MSという巨人に生身で応戦する為に、人間としての何かを全員が放棄している。散文的には薬物使用。
「派手に、しかし正確に動け。火線を絶やすな。このまま抑え続けろ」
ドム・トローペン1個中隊。強大な戦力だがしかし、既出の通り、ほぼオーストラリア大陸全土を領有するトリントンという一大戦略拠点を制圧するということであればあまりにも、少ない。先制奇襲の利を以って極限された戦術的優越を確保しているに過ぎない。
それでも、半没構造を縦横に叩き、敵の頭を抑え続けていたドムトロの1機が、遂にがくりと動きを止めた。
「PAK!!」
瞬時に警告が挙がる。元は戦車兵が対戦車砲の存在を僚友に通告する叫びだった。
「猟兵か。連邦にも少しは骨があるな」
ベテランの一人が嘯く。
「だがもう遅い」ほくそえむ。ガトー少佐は。
しかし。と、ザメル。680mm口径の巨砲を搭載した支援MSを操るライダーは小さくごちる。少佐も存外、無理を言う。

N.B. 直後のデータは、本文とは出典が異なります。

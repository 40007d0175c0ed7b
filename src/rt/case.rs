use super::contour::{Contour, ContourKind};
use super::entities::{
    Dose, IsoDose, IsoDoseLayer, LayerHandle, Plan, RoiInterpretedType, Structure, StructureLayer,
};
use glam::DVec3;
use iced::Color;
use indexmap::IndexMap;
use std::collections::HashMap;
use std::fmt;
use std::sync::Arc;

/// Identity of one RT object (structure set, plan, dose or image).
///
/// Doubles as the selector shown in the structure set / plan pick lists.
#[derive(Debug, Clone, PartialEq, Eq, Hash)]
pub struct RtElementId {
    pub sop_instance_uid: String,
    pub label: String,
}

impl RtElementId {
    pub fn new(sop_instance_uid: impl Into<String>, label: impl Into<String>) -> Self {
        Self {
            sop_instance_uid: sop_instance_uid.into(),
            label: label.into(),
        }
    }
}

impl fmt::Display for RtElementId {
    fn fmt(&self, f: &mut fmt::Formatter<'_>) -> fmt::Result {
        if self.label.is_empty() {
            f.write_str(&self.sop_instance_uid)
        } else {
            f.write_str(&self.label)
        }
    }
}

#[derive(Debug, Clone, PartialEq)]
pub struct ContourData {
    pub kind: ContourKind,
    pub points: Vec<DVec3>,
    /// SOP instance UIDs of the images this contour was drawn on.
    pub referenced_images: Vec<String>,
}

#[derive(Debug, Clone, PartialEq)]
pub struct RoiData {
    pub roi_number: i32,
    pub roi_name: String,
    pub color: Color,
    pub thickness: f32,
    pub interpreted_type: RoiInterpretedType,
    pub contours: Vec<ContourData>,
}

#[derive(Debug, Clone, PartialEq, Default)]
pub struct StructureSetData {
    pub rois: Vec<RoiData>,
}

#[derive(Debug, Clone, PartialEq, Default)]
pub struct DoseData {
    pub referenced_plan_uid: Option<String>,
    pub iso_doses: Vec<IsoDose>,
}

#[derive(Debug, Clone, PartialEq)]
pub enum RtPayload {
    StructureSet(StructureSetData),
    Plan,
    Dose(DoseData),
    Image,
}

/// One related DICOM object handed over by the loader.
#[derive(Debug, Clone, PartialEq)]
pub struct RtElement {
    pub id: RtElementId,
    pub payload: RtPayload,
}

type StructureSet = IndexMap<i32, Arc<StructureLayer>>;

/// Radiotherapy data for one frame of reference.
///
/// Created unloaded from its related elements; [`RtCase::reload`]
/// materializes the contour, structure set and plan inventories.
#[derive(Debug, Clone)]
pub struct RtCase {
    elements: Vec<RtElement>,
    loaded: bool,
    next_layer: u64,
    contours: HashMap<String, Vec<Contour>>,
    structure_sets: IndexMap<RtElementId, StructureSet>,
    plans: IndexMap<RtElementId, Plan>,
}

impl RtCase {
    pub fn new(elements: Vec<RtElement>) -> Self {
        Self {
            elements,
            loaded: false,
            next_layer: 0,
            contours: HashMap::new(),
            structure_sets: IndexMap::new(),
            plans: IndexMap::new(),
        }
    }

    /// True when `elements` names exactly the objects this case was built from.
    pub fn has_elements(&self, elements: &[RtElement]) -> bool {
        self.elements.len() == elements.len()
            && self
                .elements
                .iter()
                .zip(elements)
                .all(|(ours, theirs)| ours.id == theirs.id)
    }

    pub fn is_loaded(&self) -> bool {
        self.loaded
    }

    pub fn reload(&mut self) {
        self.contours.clear();
        self.structure_sets.clear();
        self.plans.clear();

        let elements = std::mem::take(&mut self.elements);
        for element in &elements {
            match &element.payload {
                RtPayload::StructureSet(data) => self.materialize_structure_set(&element.id, data),
                RtPayload::Plan => {
                    self.plans.insert(
                        element.id.clone(),
                        Plan {
                            sop_instance_uid: element.id.sop_instance_uid.clone(),
                            label: element.id.label.clone(),
                            doses: Vec::new(),
                        },
                    );
                }
                RtPayload::Dose(_) | RtPayload::Image => {}
            }
        }

        // Doses after plans so references resolve regardless of element order.
        for element in &elements {
            if let RtPayload::Dose(data) = &element.payload {
                self.materialize_dose(&element.id, data);
            }
        }
        self.elements = elements;
        self.loaded = true;

        log::info!(
            "RT case loaded: {} structure set(s), {} plan(s), {} contoured image(s)",
            self.structure_sets.len(),
            self.plans.len(),
            self.contours.len()
        );
    }

    fn next_layer(&mut self) -> LayerHandle {
        self.next_layer += 1;
        LayerHandle::new(self.next_layer)
    }

    fn materialize_structure_set(&mut self, id: &RtElementId, data: &StructureSetData) {
        let mut set = StructureSet::new();
        for roi in &data.rois {
            let layer = Arc::new(StructureLayer {
                structure: Structure {
                    roi_number: roi.roi_number,
                    roi_name: roi.roi_name.clone(),
                    color: roi.color,
                    thickness: roi.thickness,
                    interpreted_type: roi.interpreted_type.clone(),
                },
                layer: self.next_layer(),
            });

            for contour in &roi.contours {
                for image_uid in &contour.referenced_images {
                    self.contours
                        .entry(image_uid.clone())
                        .or_default()
                        .push(
                            Contour::new(contour.kind, contour.points.clone())
                                .with_layer(Arc::clone(&layer)),
                        );
                }
            }

            if set.insert(roi.roi_number, layer).is_some() {
                log::warn!(
                    "Structure set {id} repeats ROI number {}, keeping the last one",
                    roi.roi_number
                );
            }
        }
        self.structure_sets.insert(id.clone(), set);
    }

    fn materialize_dose(&mut self, id: &RtElementId, data: &DoseData) {
        let mut iso_doses = IndexMap::new();
        for (index, iso_dose) in data.iso_doses.iter().enumerate() {
            let layer = IsoDoseLayer {
                iso_dose: iso_dose.clone(),
                layer: self.next_layer(),
            };
            iso_doses.insert(index as i32, Arc::new(layer));
        }
        let dose = Dose {
            sop_instance_uid: id.sop_instance_uid.clone(),
            iso_doses,
        };

        let target = data.referenced_plan_uid.as_deref().and_then(|plan_uid| {
            self.plans
                .values_mut()
                .find(|plan| plan.sop_instance_uid == plan_uid)
        });
        match target {
            Some(plan) => plan.doses.push(dose),
            None => {
                log::debug!("Dose {id} has no loaded plan, using it as its own plan");
                self.plans.insert(
                    id.clone(),
                    Plan {
                        sop_instance_uid: id.sop_instance_uid.clone(),
                        label: id.to_string(),
                        doses: vec![dose],
                    },
                );
            }
        }
    }

    /// Contours drawn on the image with the given SOP instance UID.
    pub fn contours_for(&self, image_uid: &str) -> Option<&[Contour]> {
        self.contours.get(image_uid).map(Vec::as_slice)
    }

    pub fn structure_set_ids(&self) -> Vec<RtElementId> {
        self.structure_sets.keys().cloned().collect()
    }

    pub fn structure_set(&self, id: &RtElementId) -> Option<Vec<Arc<StructureLayer>>> {
        self.structure_sets
            .get(id)
            .map(|set| set.values().cloned().collect())
    }

    pub fn first_structure_set_id(&self) -> Option<&RtElementId> {
        self.structure_sets.keys().next()
    }

    pub fn plan_ids(&self) -> Vec<RtElementId> {
        self.plans.keys().cloned().collect()
    }

    pub fn plan(&self, id: &RtElementId) -> Option<&Plan> {
        self.plans.get(id)
    }

    pub fn first_plan_id(&self) -> Option<&RtElementId> {
        self.plans.keys().next()
    }

    pub fn first_plan(&self) -> Option<&Plan> {
        self.plans.values().next()
    }
}

#[cfg(test)]
pub(crate) mod fixtures {
    use super::*;

    pub(crate) fn roi(number: i32, name: &str, kind: &str, contours: Vec<ContourData>) -> RoiData {
        RoiData {
            roi_number: number,
            roi_name: name.to_string(),
            color: Color::from_rgb8(255, 0, 0),
            thickness: 2.0,
            interpreted_type: RoiInterpretedType::parse(kind),
            contours,
        }
    }

    pub(crate) fn square_on(image_uid: &str, z: f64) -> ContourData {
        ContourData {
            kind: ContourKind::ClosedPlanar,
            points: vec![
                DVec3::new(0.0, 0.0, z),
                DVec3::new(10.0, 0.0, z),
                DVec3::new(10.0, 10.0, z),
            ],
            referenced_images: vec![image_uid.to_string()],
        }
    }

    pub(crate) fn structure_set(uid: &str, rois: Vec<RoiData>) -> RtElement {
        RtElement {
            id: RtElementId::new(uid, format!("RS {uid}")),
            payload: RtPayload::StructureSet(StructureSetData { rois }),
        }
    }

    pub(crate) fn plan(uid: &str) -> RtElement {
        RtElement {
            id: RtElementId::new(uid, format!("RP {uid}")),
            payload: RtPayload::Plan,
        }
    }

    pub(crate) fn dose(uid: &str, plan_uid: Option<&str>, iso_doses: Vec<IsoDose>) -> RtElement {
        RtElement {
            id: RtElementId::new(uid, format!("RD {uid}")),
            payload: RtPayload::Dose(DoseData {
                referenced_plan_uid: plan_uid.map(str::to_string),
                iso_doses,
            }),
        }
    }

    pub(crate) fn iso_dose_with_plane(level: f64, z: f64) -> IsoDose {
        let mut iso = IsoDose::new(level, Color::from_rgb8(0, 0, 255), 1.5);
        iso.add_contour(
            z,
            Contour::new(
                ContourKind::ClosedPlanar,
                vec![
                    DVec3::new(-5.0, -5.0, z),
                    DVec3::new(5.0, -5.0, z),
                    DVec3::new(5.0, 5.0, z),
                ],
            ),
        );
        iso
    }

    pub(crate) fn image(uid: &str) -> RtElement {
        RtElement {
            id: RtElementId::new(uid, ""),
            payload: RtPayload::Image,
        }
    }

    pub(crate) fn loaded(elements: Vec<RtElement>) -> RtCase {
        let mut case = RtCase::new(elements);
        case.reload();
        case
    }
}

680mm。 因みに史上名高いあの大日本帝國海軍、戦艦大和の主砲が460mm、だ。
「何だか騒がしいわねぇ」
と。
意識が、飛んだ。
くどい様だが、MSの起動には思った他手間が掛かる。
アナエレに潜伏したモールがそのリスクを回避する手筈であった。
しかし。今その手段は閉ざされた。であれば。
断念するのでなければ。モアベターを選択するしかない。
「な、なに、今の……」
言葉が続かなかった。
爆発、閃光。
それが見えている、大穴。
アルビオンの側壁に大穴が開いたということに気づくだけで随分な時間が掛かった。
「な、なにが……起きてるの……」
ふらり。その場で立ち上がろうとして後ろから突き倒された。
「ウラキ少尉?!」
「敵襲です!!」
「て、てきって……」
そのウラキが叩き伏せられる。もう何がなんだか。
いや。
知ってる。漸く現実の一端を捕まえた。
「アナベル……??!!」
相手も氷付く。まさか戦場の真っ只中でファーストネームで呼び止められるとは。
「……ニナ……の……か……」
押し出す様に、辛うじてそれだけを口にした。
ルセットはいきり立った。
「アナベル!あなた、何でここに?!。ニナは……!!」
ふっ。
息が詰まる。がほげほはほ。
「許せ」
短く捨て置いて、ガトー。
「待って、アナベル!ニナは……」が。
今度こそ絶句した。
ドムタイプのMSが2機、忽然と出現していた。
02を擱座機回収の要領で抱えこんだ。
「ガンダム2号機は戴いていく!!ジオン再興の為に!!!」
02のコクピットに仁王立ちするガトーが、吼える。
「アナベル!!あなた!!まだそんな戦争ゴッコを!!そんな妄想の為にニナは……!!」
知れず、頬に伝わせながら、ルセット絶叫。